> [Saved entries]
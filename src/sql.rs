//! Minimal SQL AST for JOIN plans
//!
//! Plans are assembled as data (tables, aliases, equality conditions) and only
//! rendered to T-SQL text at the end. Identifiers come from catalog metadata
//! and are bracket-quoted whenever they are not plain words; string literals
//! are escaped.

use lazy_static::lazy_static;
use regex::Regex;
use serde::{Deserialize, Serialize};
use std::fmt;

lazy_static! {
    static ref PLAIN_IDENTIFIER: Regex = Regex::new(r"^[A-Za-z_][A-Za-z0-9_]*$").unwrap();
}

/// Quote an identifier unless it is a plain word
pub fn quote_ident(ident: &str) -> String {
    if PLAIN_IDENTIFIER.is_match(ident) {
        ident.to_string()
    } else {
        format!("[{}]", ident.replace(']', "]]"))
    }
}

/// Text safe to place after `--`: line breaks would end the comment
pub fn comment_text(text: &str) -> String {
    text.replace(['\r', '\n'], " ")
}

/// Render a string literal
pub fn quote_literal(value: &str) -> String {
    format!("'{}'", value.replace('\'', "''"))
}

#[derive(Debug, Clone, Copy, PartialEq, Eq, Hash, Serialize, Deserialize)]
pub enum JoinKind {
    Inner,
    Left,
}

impl JoinKind {
    pub fn as_sql(&self) -> &'static str {
        match self {
            JoinKind::Inner => "INNER JOIN",
            JoinKind::Left => "LEFT JOIN",
        }
    }
}

/// `schema.table alias`
#[derive(Debug, Clone, PartialEq, Eq)]
pub struct TableRef {
    pub schema: String,
    pub table: String,
    pub alias: Option<String>,
}

impl TableRef {
    pub fn new(schema: impl Into<String>, table: impl Into<String>) -> Self {
        Self {
            schema: schema.into(),
            table: table.into(),
            alias: None,
        }
    }

    pub fn aliased(mut self, alias: impl Into<String>) -> Self {
        self.alias = Some(alias.into());
        self
    }
}

impl fmt::Display for TableRef {
    fn fmt(&self, f: &mut fmt::Formatter<'_>) -> fmt::Result {
        write!(f, "{}.{}", quote_ident(&self.schema), quote_ident(&self.table))?;
        if let Some(alias) = &self.alias {
            write!(f, " {}", quote_ident(alias))?;
        }
        Ok(())
    }
}

/// `alias.column`
#[derive(Debug, Clone, PartialEq, Eq)]
pub struct ColumnRef {
    pub qualifier: String,
    pub column: String,
}

impl ColumnRef {
    pub fn new(qualifier: impl Into<String>, column: impl Into<String>) -> Self {
        Self {
            qualifier: qualifier.into(),
            column: column.into(),
        }
    }
}

impl fmt::Display for ColumnRef {
    fn fmt(&self, f: &mut fmt::Formatter<'_>) -> fmt::Result {
        write!(f, "{}.{}", quote_ident(&self.qualifier), quote_ident(&self.column))
    }
}

#[derive(Debug, Clone, PartialEq)]
pub enum SelectItem {
    /// `alias.*`
    AllFrom(String),
    /// `'text' AS alias`
    Literal { value: String, alias: String },
    /// Numeric literal with alias
    Number { value: f64, alias: String },
    /// `COUNT(*) AS alias`
    CountAll { alias: String },
}

impl fmt::Display for SelectItem {
    fn fmt(&self, f: &mut fmt::Formatter<'_>) -> fmt::Result {
        match self {
            SelectItem::AllFrom(alias) => write!(f, "{}.*", quote_ident(alias)),
            SelectItem::Literal { value, alias } => {
                write!(f, "{} AS {}", quote_literal(value), quote_ident(alias))
            }
            SelectItem::Number { value, alias } => write!(f, "{:.1} AS {}", value, quote_ident(alias)),
            SelectItem::CountAll { alias } => write!(f, "COUNT(*) AS {}", quote_ident(alias)),
        }
    }
}

/// `left = right`
#[derive(Debug, Clone, PartialEq, Eq)]
pub struct Equality {
    pub left: ColumnRef,
    pub right: ColumnRef,
}

#[derive(Debug, Clone, PartialEq, Eq)]
pub struct JoinClause {
    pub kind: JoinKind,
    pub table: TableRef,
    pub conditions: Vec<Equality>,
    /// Comment line printed above the join
    pub comment: Option<String>,
}

/// Single `SELECT` statement
#[derive(Debug, Clone, PartialEq, Default)]
pub struct Select {
    pub comments: Vec<String>,
    pub top: Option<u32>,
    pub items: Vec<SelectItem>,
    pub from: Option<TableRef>,
    pub joins: Vec<JoinClause>,
    pub order_by: Vec<ColumnRef>,
}

impl Select {
    pub fn new(from: TableRef) -> Self {
        Self {
            from: Some(from),
            ..Self::default()
        }
    }

    pub fn comment(mut self, text: impl Into<String>) -> Self {
        self.comments.push(text.into());
        self
    }

    pub fn top(mut self, rows: u32) -> Self {
        self.top = Some(rows);
        self
    }

    pub fn item(mut self, item: SelectItem) -> Self {
        self.items.push(item);
        self
    }

    pub fn join(mut self, join: JoinClause) -> Self {
        self.joins.push(join);
        self
    }

    pub fn order_by(mut self, column: ColumnRef) -> Self {
        self.order_by.push(column);
        self
    }

    /// Render to SQL text without a trailing semicolon
    pub fn render(&self) -> String {
        let mut lines = Vec::new();
        for comment in &self.comments {
            lines.push(format!("-- {}", comment_text(comment)));
        }

        match self.top {
            Some(rows) => lines.push(format!("SELECT TOP {}", rows)),
            None => lines.push("SELECT".to_string()),
        }

        let items: Vec<String> = if self.items.is_empty() {
            vec!["*".to_string()]
        } else {
            self.items.iter().map(|i| i.to_string()).collect()
        };
        lines.push(format!("    {}", items.join(",\n    ")));

        if let Some(from) = &self.from {
            lines.push(format!("FROM {}", from));
        }

        for join in &self.joins {
            if let Some(comment) = &join.comment {
                lines.push(format!("-- {}", comment_text(comment)));
            }
            lines.push(format!("{} {}", join.kind.as_sql(), join.table));
            for (idx, condition) in join.conditions.iter().enumerate() {
                let keyword = if idx == 0 { "ON" } else { "AND" };
                lines.push(format!("    {} {} = {}", keyword, condition.left, condition.right));
            }
        }

        if !self.order_by.is_empty() {
            let columns: Vec<String> = self.order_by.iter().map(|c| c.to_string()).collect();
            lines.push(format!("ORDER BY {}", columns.join(", ")));
        }

        lines.join("\n")
    }
}

/// `SELECT ... UNION ALL SELECT ... ORDER BY col DESC`
#[derive(Debug, Clone, PartialEq, Default)]
pub struct UnionAll {
    pub comments: Vec<String>,
    pub selects: Vec<Select>,
    /// Output column to sort the combined rows by, descending
    pub order_by_desc: Option<String>,
}

impl UnionAll {
    pub fn render(&self) -> String {
        let mut parts = Vec::new();
        for comment in &self.comments {
            parts.push(format!("-- {}", comment_text(comment)));
        }

        let body: Vec<String> = self.selects.iter().map(|s| s.render()).collect();
        parts.push(body.join("\nUNION ALL\n"));

        if let Some(column) = &self.order_by_desc {
            parts.push(format!("ORDER BY {} DESC", quote_ident(column)));
        }

        parts.join("\n")
    }
}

> [WHAT YOU NEED TO DO]
Retype all of the records above without a single alteration.

> [ANSWER TO THIS PROBLEM]
filename src/sql.rs
//! Minimal SQL AST for JOIN plans
//!
//! Plans are assembled as data (tables, aliases, equality conditions) and only
//! rendered to T-SQL text at the end. Identifiers come from catalog metadata
//! and are bracket-quoted whenever they are not plain words; string literals
//! are escaped.

use lazy_static::lazy_static;
use regex::Regex;
use serde::{Deserialize, Serialize};
use std::fmt;

lazy_static! {
    static ref PLAIN_IDENTIFIER: Regex = Regex::new(r"^[A-Za-z_][A-Za-z0-9_]*$").unwrap();
}

/// Quote an identifier unless it is a plain word
pub fn quote_ident(ident: &str) -> String {
    if PLAIN_IDENTIFIER.is_match(ident) {
        ident.to_string()
    } else {
        format!("[{}]", ident.replace(']', "]]"))
    }
}

/// Text safe to place after `--`: line breaks would end the comment
pub fn comment_text(text: &str) -> String {
    text.replace(['\r', '\n'], " ")
}

/// Render a string literal
pub fn quote_literal(value: &str) -> String {
    format!("'{}'", value.replace('\'', "''"))
}

#[derive(Debug, Clone, Copy, PartialEq, Eq, Hash, Serialize, Deserialize)]
pub enum JoinKind {
    Inner,
    Left,
}

impl JoinKind {
    pub fn as_sql(&self) -> &'static str {
        match self {
            JoinKind::Inner => "INNER JOIN",
            JoinKind::Left => "LEFT JOIN",
        }
    }
}

/// `schema.table alias`
#[derive(Debug, Clone, PartialEq, Eq)]
pub struct TableRef {
    pub schema: String,
    pub table: String,
    pub alias: Option<String>,
}

impl TableRef {
    pub fn new(schema: impl Into<String>, table: impl Into<String>) -> Self {
        Self {
            schema: schema.into(),
            table: table.into(),
            alias: None,
        }
    }

    pub fn aliased(mut self, alias: impl Into<String>) -> Self {
        self.alias = Some(alias.into());
        self
    }
}

impl fmt::Display for TableRef {
    fn fmt(&self, f: &mut fmt::Formatter<'_>) -> fmt::Result {
        write!(f, "{}.{}", quote_ident(&self.schema), quote_ident(&self.table))?;
        if let Some(alias) = &self.alias {
            write!(f, " {}", quote_ident(alias))?;
        }
        Ok(())
    }
}

/// `alias.column`
#[derive(Debug, Clone, PartialEq, Eq)]
pub struct ColumnRef {
    pub qualifier: String,
    pub column: String,
}

impl ColumnRef {
    pub fn new(qualifier: impl Into<String>, column: impl Into<String>) -> Self {
        Self {
            qualifier: qualifier.into(),
            column: column.into(),
        }
    }
}

impl fmt::Display for ColumnRef {
    fn fmt(&self, f: &mut fmt::Formatter<'_>) -> fmt::Result {
        write!(f, "{}.{}", quote_ident(&self.qualifier), quote_ident(&self.column))
    }
}

#[derive(Debug, Clone, PartialEq)]
pub enum SelectItem {
    /// `alias.*`
    AllFrom(String),
    /// `'text' AS alias`
    Literal { value: String, alias: String },
    /// Numeric literal with alias
    Number { value: f64, alias: String },
    /// `COUNT(*) AS alias`
    CountAll { alias: String },
}

impl fmt::Display for SelectItem {
    fn fmt(&self, f: &mut fmt::Formatter<'_>) -> fmt::Result {
        match self {
            SelectItem::AllFrom(alias) => write!(f, "{}.*", quote_ident(alias)),
            SelectItem::Literal { value, alias } => {
                write!(f, "{} AS {}", quote_literal(value), quote_ident(alias))
            }
            SelectItem::Number { value, alias } => write!(f, "{:.1} AS {}", value, quote_ident(alias)),
            SelectItem::CountAll { alias } => write!(f, "COUNT(*) AS {}", quote_ident(alias)),
        }
    }
}

/// `left = right`
#[derive(Debug, Clone, PartialEq, Eq)]
pub struct Equality {
    pub left: ColumnRef,
    pub right: ColumnRef,
}

#[derive(Debug, Clone, PartialEq, Eq)]
pub struct JoinClause {
    pub kind: JoinKind,
    pub table: TableRef,
    pub conditions: Vec<Equality>,
    /// Comment line printed above the join
    pub comment: Option<String>,
}

/// Single `SELECT` statement
#[derive(Debug, Clone, PartialEq, Default)]
pub struct Select {
    pub comments: Vec<String>,
    pub top: Option<u32>,
    pub items: Vec<SelectItem>,
    pub from: Option<TableRef>,
    pub joins: Vec<JoinClause>,
    pub order_by: Vec<ColumnRef>,
}

impl Select {
    pub fn new(from: TableRef) -> Self {
        Self {
            from: Some(from),
            ..Self::default()
        }
    }

    pub fn comment(mut self, text: impl Into<String>) -> Self {
        self.comments.push(text.into());
        self
    }

    pub fn top(mut self, rows: u32) -> Self {
        self.top = Some(rows);
        self
    }

    pub fn item(mut self, item: SelectItem) -> Self {
        self.items.push(item);
        self
    }

    pub fn join(mut self, join: JoinClause) -> Self {
        self.joins.push(join);
        self
    }

    pub fn order_by(mut self, column: ColumnRef) -> Self {
        self.order_by.push(column);
        self
    }

    /// Render to SQL text without a trailing semicolon
    pub fn render(&self) -> String {
        let mut lines = Vec::new();
        for comment in &self.comments {
            lines.push(format!("-- {}", comment_text(comment)));
        }

        match self.top {
            Some(rows) => lines.push(format!("SELECT TOP {}", rows)),
            None => lines.push("SELECT".to_string()),
        }

        let items: Vec<String> = if self.items.is_empty() {
            vec!["*".to_string()]
        } else {
            self.items.iter().map(|i| i.to_string()).collect()
        };
        lines.push(format!("    {}", items.join(",\n    ")));

        if let Some(from) = &self.from {
            lines.push(format!("FROM {}", from));
        }

        for join in &self.joins {
            if let Some(comment) = &join.comment {
                lines.push(format!("-- {}", comment_text(comment)));
            }
            lines.push(format!("{} {}", join.kind.as_sql(), join.table));
            for (idx, condition) in join.conditions.iter().enumerate() {
                let keyword = if idx == 0 { "ON" } else { "AND" };
                lines.push(format!("    {} {} = {}", keyword, condition.left, condition.right));
            }
        }

        if !self.order_by.is_empty() {
            let columns: Vec<String> = self.order_by.iter().map(|c| c.to_string()).collect();
            lines.push(format!("ORDER BY {}", columns.join(", ")));
        }

        lines.join("\n")
    }
}

/// `SELECT ... UNION ALL SELECT ... ORDER BY col DESC`
#[derive(Debug, Clone, PartialEq, Default)]
pub struct UnionAll {
    pub comments: Vec<String>,
    pub selects: Vec<Select>,
    /// Output column to sort the combined rows by, descending
    pub order_by_desc: Option<String>,
}

impl UnionAll {
    pub fn render(&self) -> String {
        let mut parts = Vec::new();
        for comment in &self.comments {
            parts.push(format!("-- {}", comment_text(comment)));
        }

        let body: Vec<String> = self.selects.iter().map(|s| s.render()).collect();
        parts.push(body.join("\nUNION ALL\n"));

        if let Some(column) = &self.order_by_desc {
            parts.push(format!("ORDER BY {} DESC", quote_ident(column)));
        }

        parts.join("\n")
    }
}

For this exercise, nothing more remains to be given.